[[ DATA SHOWN open ]]

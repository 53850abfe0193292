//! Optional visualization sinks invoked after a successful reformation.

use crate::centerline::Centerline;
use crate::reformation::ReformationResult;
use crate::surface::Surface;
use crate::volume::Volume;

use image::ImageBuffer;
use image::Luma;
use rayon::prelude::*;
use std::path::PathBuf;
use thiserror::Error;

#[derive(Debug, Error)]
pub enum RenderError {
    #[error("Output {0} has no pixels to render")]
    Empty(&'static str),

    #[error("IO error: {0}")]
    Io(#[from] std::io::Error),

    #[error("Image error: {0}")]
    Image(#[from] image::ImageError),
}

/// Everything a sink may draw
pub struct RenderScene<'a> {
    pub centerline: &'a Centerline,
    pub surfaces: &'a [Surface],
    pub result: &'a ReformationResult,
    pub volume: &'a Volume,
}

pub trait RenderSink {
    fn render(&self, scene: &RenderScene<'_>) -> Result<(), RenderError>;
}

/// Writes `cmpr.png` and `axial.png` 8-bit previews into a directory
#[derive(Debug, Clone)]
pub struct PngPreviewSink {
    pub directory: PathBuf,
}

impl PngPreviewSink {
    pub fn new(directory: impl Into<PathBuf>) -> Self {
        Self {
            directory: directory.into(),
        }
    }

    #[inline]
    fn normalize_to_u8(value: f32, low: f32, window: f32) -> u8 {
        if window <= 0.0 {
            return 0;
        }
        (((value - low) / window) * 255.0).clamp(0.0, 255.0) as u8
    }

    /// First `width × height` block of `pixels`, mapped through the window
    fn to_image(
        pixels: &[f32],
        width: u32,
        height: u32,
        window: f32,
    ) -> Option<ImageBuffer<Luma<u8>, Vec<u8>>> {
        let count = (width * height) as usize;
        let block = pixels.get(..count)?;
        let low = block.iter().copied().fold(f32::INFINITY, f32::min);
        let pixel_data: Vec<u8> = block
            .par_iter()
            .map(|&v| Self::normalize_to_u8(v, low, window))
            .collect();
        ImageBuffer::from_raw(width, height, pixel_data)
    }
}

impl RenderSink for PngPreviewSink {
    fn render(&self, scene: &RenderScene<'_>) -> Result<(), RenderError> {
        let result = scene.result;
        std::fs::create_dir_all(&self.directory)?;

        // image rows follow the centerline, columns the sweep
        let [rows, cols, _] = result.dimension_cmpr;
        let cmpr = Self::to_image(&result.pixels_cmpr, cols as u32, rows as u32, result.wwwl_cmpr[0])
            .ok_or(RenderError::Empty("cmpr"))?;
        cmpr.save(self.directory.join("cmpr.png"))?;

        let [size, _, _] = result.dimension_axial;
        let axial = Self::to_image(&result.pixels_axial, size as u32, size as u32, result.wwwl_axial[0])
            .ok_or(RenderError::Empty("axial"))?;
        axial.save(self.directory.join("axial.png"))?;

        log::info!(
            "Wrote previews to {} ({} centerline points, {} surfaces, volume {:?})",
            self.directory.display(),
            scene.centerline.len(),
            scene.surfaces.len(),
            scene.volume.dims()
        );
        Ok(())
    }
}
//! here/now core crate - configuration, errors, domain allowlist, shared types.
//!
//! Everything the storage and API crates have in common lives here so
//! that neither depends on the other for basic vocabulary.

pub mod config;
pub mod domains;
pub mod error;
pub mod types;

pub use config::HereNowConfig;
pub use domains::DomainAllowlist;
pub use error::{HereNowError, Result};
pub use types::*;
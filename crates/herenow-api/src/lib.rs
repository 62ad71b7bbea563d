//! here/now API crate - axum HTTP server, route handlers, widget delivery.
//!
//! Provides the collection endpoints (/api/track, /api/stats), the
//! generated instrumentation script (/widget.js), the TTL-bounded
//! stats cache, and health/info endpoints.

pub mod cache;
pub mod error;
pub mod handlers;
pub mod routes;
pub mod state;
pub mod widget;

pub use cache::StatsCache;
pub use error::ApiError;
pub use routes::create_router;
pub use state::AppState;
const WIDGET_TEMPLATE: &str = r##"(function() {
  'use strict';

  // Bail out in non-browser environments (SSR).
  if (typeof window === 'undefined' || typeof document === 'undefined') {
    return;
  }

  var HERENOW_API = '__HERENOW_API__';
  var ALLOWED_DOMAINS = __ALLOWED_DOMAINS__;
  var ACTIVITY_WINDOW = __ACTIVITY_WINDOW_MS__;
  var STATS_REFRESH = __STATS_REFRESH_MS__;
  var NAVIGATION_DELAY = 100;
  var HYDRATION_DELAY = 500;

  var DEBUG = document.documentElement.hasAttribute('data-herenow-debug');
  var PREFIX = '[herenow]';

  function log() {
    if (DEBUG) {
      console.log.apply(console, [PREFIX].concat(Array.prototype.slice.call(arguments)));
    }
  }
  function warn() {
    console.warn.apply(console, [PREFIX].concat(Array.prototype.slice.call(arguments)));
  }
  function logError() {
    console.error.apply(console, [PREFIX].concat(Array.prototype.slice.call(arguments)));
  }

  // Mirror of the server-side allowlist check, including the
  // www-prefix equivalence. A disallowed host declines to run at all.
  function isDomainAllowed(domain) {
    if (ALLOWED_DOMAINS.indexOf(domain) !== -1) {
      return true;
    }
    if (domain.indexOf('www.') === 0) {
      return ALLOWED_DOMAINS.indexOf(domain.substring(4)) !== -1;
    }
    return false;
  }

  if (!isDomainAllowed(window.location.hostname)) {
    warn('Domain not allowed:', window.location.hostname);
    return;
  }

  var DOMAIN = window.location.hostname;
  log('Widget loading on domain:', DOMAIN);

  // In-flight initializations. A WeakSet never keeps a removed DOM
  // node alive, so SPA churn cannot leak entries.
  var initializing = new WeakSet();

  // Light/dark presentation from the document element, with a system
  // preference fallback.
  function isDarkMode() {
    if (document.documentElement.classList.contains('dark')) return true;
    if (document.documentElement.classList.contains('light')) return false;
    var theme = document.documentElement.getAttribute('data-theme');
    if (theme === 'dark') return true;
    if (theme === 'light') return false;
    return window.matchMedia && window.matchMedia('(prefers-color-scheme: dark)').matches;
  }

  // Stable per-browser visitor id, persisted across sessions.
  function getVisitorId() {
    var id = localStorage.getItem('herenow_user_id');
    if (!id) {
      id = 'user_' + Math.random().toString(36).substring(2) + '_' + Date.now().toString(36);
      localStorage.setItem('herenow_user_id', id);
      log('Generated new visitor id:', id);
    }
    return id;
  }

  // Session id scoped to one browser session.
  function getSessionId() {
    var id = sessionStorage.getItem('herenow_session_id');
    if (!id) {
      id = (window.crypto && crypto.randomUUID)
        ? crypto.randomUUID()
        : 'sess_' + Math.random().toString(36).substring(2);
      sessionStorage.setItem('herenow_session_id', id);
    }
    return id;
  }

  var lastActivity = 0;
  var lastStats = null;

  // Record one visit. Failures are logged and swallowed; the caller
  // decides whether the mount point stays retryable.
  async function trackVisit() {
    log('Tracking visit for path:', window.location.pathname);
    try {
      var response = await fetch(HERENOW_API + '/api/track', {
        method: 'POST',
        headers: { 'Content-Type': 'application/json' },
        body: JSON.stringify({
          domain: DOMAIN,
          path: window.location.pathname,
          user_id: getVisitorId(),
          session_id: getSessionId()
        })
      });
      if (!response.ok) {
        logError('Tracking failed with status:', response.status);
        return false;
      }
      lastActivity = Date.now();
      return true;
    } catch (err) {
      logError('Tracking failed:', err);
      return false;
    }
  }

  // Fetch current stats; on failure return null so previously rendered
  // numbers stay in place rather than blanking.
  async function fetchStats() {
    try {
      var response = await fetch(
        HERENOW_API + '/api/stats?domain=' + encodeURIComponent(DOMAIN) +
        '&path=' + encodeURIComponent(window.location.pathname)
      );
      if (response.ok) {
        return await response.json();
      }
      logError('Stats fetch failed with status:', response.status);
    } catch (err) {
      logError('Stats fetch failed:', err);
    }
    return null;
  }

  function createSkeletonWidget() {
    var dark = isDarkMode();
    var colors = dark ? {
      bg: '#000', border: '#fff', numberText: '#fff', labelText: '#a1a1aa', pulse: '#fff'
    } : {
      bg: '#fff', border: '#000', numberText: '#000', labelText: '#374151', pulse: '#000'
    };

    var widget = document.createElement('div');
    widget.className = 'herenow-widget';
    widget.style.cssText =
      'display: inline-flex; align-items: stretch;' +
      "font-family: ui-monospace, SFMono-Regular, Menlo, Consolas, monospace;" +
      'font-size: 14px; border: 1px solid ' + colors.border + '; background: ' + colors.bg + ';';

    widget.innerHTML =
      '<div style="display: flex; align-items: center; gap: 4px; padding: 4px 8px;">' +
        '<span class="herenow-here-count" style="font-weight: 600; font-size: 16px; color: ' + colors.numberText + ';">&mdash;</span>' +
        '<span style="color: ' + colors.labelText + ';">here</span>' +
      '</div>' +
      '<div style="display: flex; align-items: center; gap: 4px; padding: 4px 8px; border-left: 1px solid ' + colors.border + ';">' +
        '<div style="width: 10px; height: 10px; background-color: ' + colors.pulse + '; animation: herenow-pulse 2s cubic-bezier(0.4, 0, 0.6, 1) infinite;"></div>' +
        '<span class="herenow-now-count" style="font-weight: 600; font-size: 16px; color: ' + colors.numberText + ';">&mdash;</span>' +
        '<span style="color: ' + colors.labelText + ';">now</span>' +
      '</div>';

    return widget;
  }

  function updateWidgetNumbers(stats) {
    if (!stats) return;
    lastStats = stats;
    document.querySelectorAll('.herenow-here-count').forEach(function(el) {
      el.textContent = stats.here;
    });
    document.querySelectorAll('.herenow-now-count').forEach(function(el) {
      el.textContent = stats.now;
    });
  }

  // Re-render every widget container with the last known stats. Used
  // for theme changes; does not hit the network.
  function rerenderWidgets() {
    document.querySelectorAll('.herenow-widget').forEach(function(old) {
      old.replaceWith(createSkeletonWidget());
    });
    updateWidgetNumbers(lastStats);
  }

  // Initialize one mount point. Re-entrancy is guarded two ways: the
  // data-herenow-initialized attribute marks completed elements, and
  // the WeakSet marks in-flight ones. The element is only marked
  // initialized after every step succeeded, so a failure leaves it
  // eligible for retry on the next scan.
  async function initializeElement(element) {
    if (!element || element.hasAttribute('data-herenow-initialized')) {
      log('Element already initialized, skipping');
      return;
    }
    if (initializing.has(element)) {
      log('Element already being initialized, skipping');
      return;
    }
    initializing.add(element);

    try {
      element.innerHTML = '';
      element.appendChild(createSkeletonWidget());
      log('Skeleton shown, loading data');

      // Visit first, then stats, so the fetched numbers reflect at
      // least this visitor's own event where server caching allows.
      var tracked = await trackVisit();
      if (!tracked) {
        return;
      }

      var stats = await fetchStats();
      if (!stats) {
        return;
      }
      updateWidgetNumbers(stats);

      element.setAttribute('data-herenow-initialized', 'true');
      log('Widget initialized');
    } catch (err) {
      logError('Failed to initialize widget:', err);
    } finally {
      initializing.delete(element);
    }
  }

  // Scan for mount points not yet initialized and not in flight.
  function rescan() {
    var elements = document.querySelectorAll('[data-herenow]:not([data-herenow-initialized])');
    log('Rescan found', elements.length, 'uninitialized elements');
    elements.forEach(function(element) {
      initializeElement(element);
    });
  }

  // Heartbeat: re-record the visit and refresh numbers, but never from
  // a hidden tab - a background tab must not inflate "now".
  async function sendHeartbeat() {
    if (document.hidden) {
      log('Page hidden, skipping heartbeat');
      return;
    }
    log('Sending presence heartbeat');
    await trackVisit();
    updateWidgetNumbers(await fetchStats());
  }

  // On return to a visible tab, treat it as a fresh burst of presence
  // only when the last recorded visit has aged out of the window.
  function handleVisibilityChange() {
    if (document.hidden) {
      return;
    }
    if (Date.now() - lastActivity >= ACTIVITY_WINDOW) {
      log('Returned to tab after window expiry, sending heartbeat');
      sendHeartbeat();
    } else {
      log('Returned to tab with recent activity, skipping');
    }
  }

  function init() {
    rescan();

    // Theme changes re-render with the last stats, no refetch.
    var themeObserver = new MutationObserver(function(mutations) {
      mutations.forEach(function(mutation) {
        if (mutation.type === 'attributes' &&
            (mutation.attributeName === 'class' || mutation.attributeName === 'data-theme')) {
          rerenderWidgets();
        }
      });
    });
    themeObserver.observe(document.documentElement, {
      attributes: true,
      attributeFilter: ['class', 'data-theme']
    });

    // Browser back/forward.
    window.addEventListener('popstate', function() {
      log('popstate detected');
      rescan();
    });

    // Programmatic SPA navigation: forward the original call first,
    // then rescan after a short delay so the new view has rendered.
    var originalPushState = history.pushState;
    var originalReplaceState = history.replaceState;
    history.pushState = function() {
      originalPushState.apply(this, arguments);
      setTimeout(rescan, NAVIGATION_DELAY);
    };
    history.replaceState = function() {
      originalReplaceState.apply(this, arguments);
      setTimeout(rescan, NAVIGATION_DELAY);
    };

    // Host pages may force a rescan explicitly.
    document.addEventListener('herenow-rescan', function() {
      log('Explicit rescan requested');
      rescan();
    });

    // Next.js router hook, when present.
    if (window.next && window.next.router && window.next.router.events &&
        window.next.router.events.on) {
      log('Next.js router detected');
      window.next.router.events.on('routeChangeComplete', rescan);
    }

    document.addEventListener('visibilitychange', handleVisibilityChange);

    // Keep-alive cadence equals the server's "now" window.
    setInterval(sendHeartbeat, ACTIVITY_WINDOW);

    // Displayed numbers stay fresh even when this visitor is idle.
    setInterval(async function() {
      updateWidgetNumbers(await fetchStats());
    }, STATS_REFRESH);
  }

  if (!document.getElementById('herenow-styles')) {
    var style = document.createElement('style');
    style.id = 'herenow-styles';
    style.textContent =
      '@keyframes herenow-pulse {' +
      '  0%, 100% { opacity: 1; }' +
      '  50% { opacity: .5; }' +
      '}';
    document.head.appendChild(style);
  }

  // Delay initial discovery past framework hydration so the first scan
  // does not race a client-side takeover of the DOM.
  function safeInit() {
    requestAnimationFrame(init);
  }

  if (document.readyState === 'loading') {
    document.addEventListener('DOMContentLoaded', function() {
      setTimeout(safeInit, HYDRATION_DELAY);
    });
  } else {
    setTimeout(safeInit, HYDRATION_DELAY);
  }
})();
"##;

[[ DATA SHOWN closed ]]

TASK TO CARRY OUT. Filter the entries down to the lines that include the string "align".

EXPECTED OUTPUT.
      'display: inline-flex; align-items: stretch;' +
      '<div style="display: flex; align-items: center; gap: 4px; padding: 4px 8px;">' +
      '<div style="display: flex; align-items: center; gap: 4px; padding: 4px 8px; border-left: 1px solid ' + colors.border + ';">' +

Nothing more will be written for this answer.